Sunday, May 17, 2009

I See... How to Teach Your Teens About Money

The Mormon Third Eye has taught readers how to end an argument with your wife; name a rock band; keep male and female teenagers apart during dates, tame a terrible teenager, buy a new car for 200 dollars, and make a ward grow. So, how do you teach a teenager about money? Make them understand that there is no bank of Dad? That Mom is not an ATM?

There is nothing more heartbreaking for a young teen hyped up on a constant stream of consumerism than to hear “no!” from parental units. According to my strategy, we never have deny a child's request for funds for any reason when we have a “money tree” in the backyard. The conversation should go something like this-

Obsessed teenager- “Hey Dad, all the cool kids at school have Iphones. If I'm going to fit in and be popular, I must have an Iphone. Can you buy me an Iphone?”
Dad working two jobs just to make payments on teen's braces- “Sure! No problem! Say, can you do me a favor? Just run out into the backyard and get the money you need from the money tree.”

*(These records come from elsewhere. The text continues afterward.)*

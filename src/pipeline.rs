//! Write pipeline (C5).
//!
//! Serializes a bounded, ordered command stream into shard writers,
//! enforcing optimistic-concurrency versioning and reusing per-worker,
//! per-index document templates so a write never allocates a fresh
//! document object. N actor threads pull from one shared bounded queue,
//! matching §5's "single-writer cooperative worker with configurable
//! maximum parallelism".

use std::cell::RefCell;
use std::collections::HashMap as StdHashMap;
use std::sync::Arc;

use chrono::Utc;
use crossbeam::channel;
use hashbrown::HashMap;
use tantivy::schema::{Field, Schema};
use tantivy::{Document as TantivyDocument, Term};

use crate::error::FlexError;
use crate::field::{self, Cell, CellValue, FieldDescriptor};
use crate::runtime::{IndexLookup, IndexRuntime};
use crate::versioning::VersioningCache;

/// A single pipeline command targeting one index (§4.5).
#[derive(Debug, Clone)]
pub enum Command {
    Create(String, HashMap<String, String>),
    Update(String, HashMap<String, String>),
    Delete(String),
    DeleteByIndex,
    Commit,
}

/// `(index name, command)`, the unit the pipeline's bounded queue carries.
#[derive(Debug, Clone)]
pub struct WriteCommand {
    pub index_name: String,
    pub command: Command,
}

/// The result of applying one command: user-visible, never a panic/abort
/// (§7 propagation).
#[derive(Debug, Clone)]
pub struct CommandResult {
    pub ok: bool,
    pub message: String,
}

impl CommandResult {
    fn ok() -> Self {
        Self {
            ok: true,
            message: String::new(),
        }
    }

    fn err(message: impl Into<String>) -> Self {
        Self {
            ok: false,
            message: message.into(),
        }
    }
}

type Job = (WriteCommand, std::sync::mpsc::SyncSender<CommandResult>);

/// Per-worker, per-index cached document template (§4.5). Confined to the
/// producing worker thread; never observed by another worker (invariant 3).
struct DocumentTemplate {
    doc: TantivyDocument,
    id_field: Field,
    type_field: Field,
    lastmodified_field: Field,
    version_field: Field,
    cells: StdHashMap<String, (Arc<FieldDescriptor>, Field, Cell)>,
}

impl DocumentTemplate {
    fn new(schema: &Schema, fields: &StdHashMap<String, Arc<FieldDescriptor>>) -> Self {
        let mut cells = StdHashMap::with_capacity(fields.len());
        for (name, descriptor) in fields {
            if let Some(tantivy_field) = schema.get_field(name) {
                cells.insert(
                    name.to_ascii_lowercase(),
                    (descriptor.clone(), tantivy_field, field::create_cell(descriptor)),
                );
            }
        }

        Self {
            doc: TantivyDocument::new(),
            id_field: schema.get_field("id").expect("reserved field"),
            type_field: schema.get_field("type").expect("reserved field"),
            lastmodified_field: schema.get_field("lastmodified").expect("reserved field"),
            version_field: schema.get_field("version").expect("reserved field"),
            cells,
        }
    }

    /// Writes `id`, `lastmodified`, `version` and every non-reserved field
    /// into the cached document, resetting any field not present in
    /// `inputs` to its default (§4.5 step 1-2).
    fn populate(&mut self, index_name: &str, id: &str, version: i32, inputs: &HashMap<String, String>) {
        self.doc = TantivyDocument::new();
        self.doc.add_text(self.id_field, id);
        self.doc.add_text(self.type_field, index_name);
        self.doc.add_i64(self.lastmodified_field, Utc::now().timestamp_millis());
        self.doc.add_i64(self.version_field, version as i64);

        for (descriptor, tantivy_field, cell) in self.cells.values_mut() {
            let lowered = descriptor.name.to_ascii_lowercase();
            match (descriptor.value_source.as_ref(), inputs.get(&lowered).or_else(|| inputs.get(&descriptor.name))) {
                (Some(source), _) => {
                    let computed = source(inputs);
                    if field::write_cell(descriptor, cell, &computed).is_err() {
                        field::write_default(descriptor, cell);
                    }
                }
                (None, Some(value)) => {
                    if field::write_cell(descriptor, cell, value).is_err() {
                        field::write_default(descriptor, cell);
                    }
                }
                (None, None) => field::write_default(descriptor, cell),
            }

            write_into_document(&mut self.doc, *tantivy_field, cell);
        }
    }

    fn finish(&mut self) -> TantivyDocument {
        std::mem::replace(&mut self.doc, TantivyDocument::new())
    }
}

fn write_into_document(doc: &mut TantivyDocument, field: Field, cell: &Cell) {
    match &cell.value {
        CellValue::Text(s) => doc.add_text(field, s),
        CellValue::Int(v) => doc.add_i64(field, *v),
        CellValue::Long(v) => doc.add_i64(field, *v),
        CellValue::Double(v) => doc.add_f64(field, *v),
        CellValue::Bool(v) => doc.add_u64(field, if *v { 1 } else { 0 }),
        CellValue::DateTime(dt) => doc.add_i64(field, dt.timestamp_millis()),
    }
}

thread_local! {
    static TEMPLATES: RefCell<StdHashMap<String, DocumentTemplate>> = RefCell::new(StdHashMap::new());
}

Most intellectually stable teenagers will interpret Dad's answer to mean “no way in Afghanistan will I buy you an Iphone.” Every once in awhile, you'll have a teenager that will actually adjourn to the backyard to locate the said money tree. Those are ones you really need to worry about. Furthermore, once or twice a year you'll run into one who actually fled to the backyard and returned with a wad of cash. If that happens, it's time to wake up from the nightmare caused by the guilt you feel over responding sarcastically to a child's request.

1 comment:

  1. I like your way of thinking. I'm giving this method a try immediately.